==== INPUT MATERIAL

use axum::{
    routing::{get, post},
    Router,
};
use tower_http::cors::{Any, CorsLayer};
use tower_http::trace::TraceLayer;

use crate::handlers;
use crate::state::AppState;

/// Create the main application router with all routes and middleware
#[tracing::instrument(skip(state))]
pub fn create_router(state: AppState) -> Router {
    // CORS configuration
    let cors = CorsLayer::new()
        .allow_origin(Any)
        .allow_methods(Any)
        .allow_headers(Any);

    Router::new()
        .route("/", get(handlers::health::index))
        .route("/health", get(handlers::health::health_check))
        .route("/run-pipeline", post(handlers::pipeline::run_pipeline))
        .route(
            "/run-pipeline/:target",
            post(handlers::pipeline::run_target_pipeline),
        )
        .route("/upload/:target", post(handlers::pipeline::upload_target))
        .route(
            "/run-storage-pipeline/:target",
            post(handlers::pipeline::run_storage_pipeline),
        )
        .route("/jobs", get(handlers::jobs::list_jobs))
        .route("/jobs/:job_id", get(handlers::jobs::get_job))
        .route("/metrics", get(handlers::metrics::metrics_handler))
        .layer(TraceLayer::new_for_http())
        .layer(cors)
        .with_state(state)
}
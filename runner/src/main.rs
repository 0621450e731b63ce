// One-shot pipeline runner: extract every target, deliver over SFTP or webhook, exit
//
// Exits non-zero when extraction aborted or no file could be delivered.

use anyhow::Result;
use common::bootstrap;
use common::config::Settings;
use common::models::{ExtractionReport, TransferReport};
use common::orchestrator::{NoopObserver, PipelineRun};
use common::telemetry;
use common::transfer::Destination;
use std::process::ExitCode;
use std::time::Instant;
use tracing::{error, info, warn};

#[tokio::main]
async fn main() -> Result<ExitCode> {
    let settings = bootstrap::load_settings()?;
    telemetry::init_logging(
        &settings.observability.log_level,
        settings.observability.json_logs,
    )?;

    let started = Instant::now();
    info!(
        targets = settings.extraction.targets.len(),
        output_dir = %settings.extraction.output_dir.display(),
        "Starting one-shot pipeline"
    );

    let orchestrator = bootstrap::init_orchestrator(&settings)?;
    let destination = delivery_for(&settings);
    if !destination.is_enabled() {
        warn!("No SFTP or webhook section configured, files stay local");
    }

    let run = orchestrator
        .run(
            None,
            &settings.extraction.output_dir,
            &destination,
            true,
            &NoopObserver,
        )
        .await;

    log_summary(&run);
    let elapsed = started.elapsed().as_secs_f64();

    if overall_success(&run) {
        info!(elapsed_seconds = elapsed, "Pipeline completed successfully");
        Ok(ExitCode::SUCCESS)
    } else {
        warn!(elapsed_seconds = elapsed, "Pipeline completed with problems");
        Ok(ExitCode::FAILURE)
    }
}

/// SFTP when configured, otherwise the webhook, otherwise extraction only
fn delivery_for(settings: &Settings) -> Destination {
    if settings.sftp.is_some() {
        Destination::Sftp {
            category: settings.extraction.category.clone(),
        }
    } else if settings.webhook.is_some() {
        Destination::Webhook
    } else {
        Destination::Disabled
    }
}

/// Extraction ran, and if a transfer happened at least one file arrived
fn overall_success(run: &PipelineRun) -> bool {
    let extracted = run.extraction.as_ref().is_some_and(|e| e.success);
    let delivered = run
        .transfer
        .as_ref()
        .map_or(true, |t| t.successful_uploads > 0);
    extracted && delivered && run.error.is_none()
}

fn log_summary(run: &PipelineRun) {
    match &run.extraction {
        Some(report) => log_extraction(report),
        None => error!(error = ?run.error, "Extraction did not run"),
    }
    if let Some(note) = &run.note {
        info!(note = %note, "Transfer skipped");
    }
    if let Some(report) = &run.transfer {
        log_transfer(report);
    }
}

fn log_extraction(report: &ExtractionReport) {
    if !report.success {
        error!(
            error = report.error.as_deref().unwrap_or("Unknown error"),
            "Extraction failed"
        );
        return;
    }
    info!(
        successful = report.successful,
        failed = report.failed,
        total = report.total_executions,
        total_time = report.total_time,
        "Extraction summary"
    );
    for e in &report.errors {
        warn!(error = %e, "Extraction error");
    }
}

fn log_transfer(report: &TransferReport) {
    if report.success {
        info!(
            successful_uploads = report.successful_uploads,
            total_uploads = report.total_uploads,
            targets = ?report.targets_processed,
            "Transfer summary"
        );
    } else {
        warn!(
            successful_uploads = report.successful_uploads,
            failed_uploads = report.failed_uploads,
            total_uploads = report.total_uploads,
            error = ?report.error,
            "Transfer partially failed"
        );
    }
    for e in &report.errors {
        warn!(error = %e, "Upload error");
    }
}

========

* _INSTRUCTIONS TO FOLLOW_
Give the entries again in full, exactly as they are written.

* _RESULT OF THIS EXERCISE_
use axum::{
    routing::{get, post},
    Router,
};
use tower_http::cors::{Any, CorsLayer};
use tower_http::trace::TraceLayer;

use crate::handlers;
use crate::state::AppState;

/// Create the main application router with all routes and middleware
#[tracing::instrument(skip(state))]
pub fn create_router(state: AppState) -> Router {
    // CORS configuration
    let cors = CorsLayer::new()
        .allow_origin(Any)
        .allow_methods(Any)
        .allow_headers(Any);

    Router::new()
        .route("/", get(handlers::health::index))
        .route("/health", get(handlers::health::health_check))
        .route("/run-pipeline", post(handlers::pipeline::run_pipeline))
        .route(
            "/run-pipeline/:target",
            post(handlers::pipeline::run_target_pipeline),
        )
        .route("/upload/:target", post(handlers::pipeline::upload_target))
        .route(
            "/run-storage-pipeline/:target",
            post(handlers::pipeline::run_storage_pipeline),
        )
        .route("/jobs", get(handlers::jobs::list_jobs))
        .route("/jobs/:job_id", get(handlers::jobs::get_job))
        .route("/metrics", get(handlers::metrics::metrics_handler))
        .layer(TraceLayer::new_for_http())
        .layer(cors)
        .with_state(state)
}
filename runner/src/main.rs
repository 0621450e731b63ce
// One-shot pipeline runner: extract every target, deliver over SFTP or webhook, exit
//
// Exits non-zero when extraction aborted or no file could be delivered.

use anyhow::Result;
use common::bootstrap;
use common::config::Settings;
use common::models::{ExtractionReport, TransferReport};
use common::orchestrator::{NoopObserver, PipelineRun};
use common::telemetry;
use common::transfer::Destination;
use std::process::ExitCode;
use std::time::Instant;
use tracing::{error, info, warn};

#[tokio::main]
async fn main() -> Result<ExitCode> {
    let settings = bootstrap::load_settings()?;
    telemetry::init_logging(
        &settings.observability.log_level,
        settings.observability.json_logs,
    )?;

    let started = Instant::now();
    info!(
        targets = settings.extraction.targets.len(),
        output_dir = %settings.extraction.output_dir.display(),
        "Starting one-shot pipeline"
    );

    let orchestrator = bootstrap::init_orchestrator(&settings)?;
    let destination = delivery_for(&settings);
    if !destination.is_enabled() {
        warn!("No SFTP or webhook section configured, files stay local");
    }

    let run = orchestrator
        .run(
            None,
            &settings.extraction.output_dir,
            &destination,
            true,
            &NoopObserver,
        )
        .await;

    log_summary(&run);
    let elapsed = started.elapsed().as_secs_f64();

    if overall_success(&run) {
        info!(elapsed_seconds = elapsed, "Pipeline completed successfully");
        Ok(ExitCode::SUCCESS)
    } else {
        warn!(elapsed_seconds = elapsed, "Pipeline completed with problems");
        Ok(ExitCode::FAILURE)
    }
}

/// SFTP when configured, otherwise the webhook, otherwise extraction only
fn delivery_for(settings: &Settings) -> Destination {
    if settings.sftp.is_some() {
        Destination::Sftp {
            category: settings.extraction.category.clone(),
        }
    } else if settings.webhook.is_some() {
        Destination::Webhook
    } else {
        Destination::Disabled
    }
}

/// Extraction ran, and if a transfer happened at least one file arrived
fn overall_success(run: &PipelineRun) -> bool {
    let extracted = run.extraction.as_ref().is_some_and(|e| e.success);
    let delivered = run
        .transfer
        .as_ref()
        .map_or(true, |t| t.successful_uploads > 0);
    extracted && delivered && run.error.is_none()
}

fn log_summary(run: &PipelineRun) {
    match &run.extraction {
        Some(report) => log_extraction(report),
        None => error!(error = ?run.error, "Extraction did not run"),
    }
    if let Some(note) = &run.note {
        info!(note = %note, "Transfer skipped");
    }
    if let Some(report) = &run.transfer {
        log_transfer(report);
    }
}

fn log_extraction(report: &ExtractionReport) {
    if !report.success {
        error!(
            error = report.error.as_deref().unwrap_or("Unknown error"),
            "Extraction failed"
        );
        return;
    }
    info!(
        successful = report.successful,
        failed = report.failed,
        total = report.total_executions,
        total_time = report.total_time,
        "Extraction summary"
    );
    for e in &report.errors {
        warn!(error = %e, "Extraction error");
    }
}

fn log_transfer(report: &TransferReport) {
    if report.success {
        info!(
            successful_uploads = report.successful_uploads,
            total_uploads = report.total_uploads,
            targets = ?report.targets_processed,
            "Transfer summary"
        );
    } else {
        warn!(
            successful_uploads = report.successful_uploads,
            failed_uploads = report.failed_uploads,
            total_uploads = report.total_uploads,
            error = ?report.error,
            "Transfer partially failed"
        );
    }
    for e in &report.errors {
        warn!(error = %e, "Upload error");
    }
}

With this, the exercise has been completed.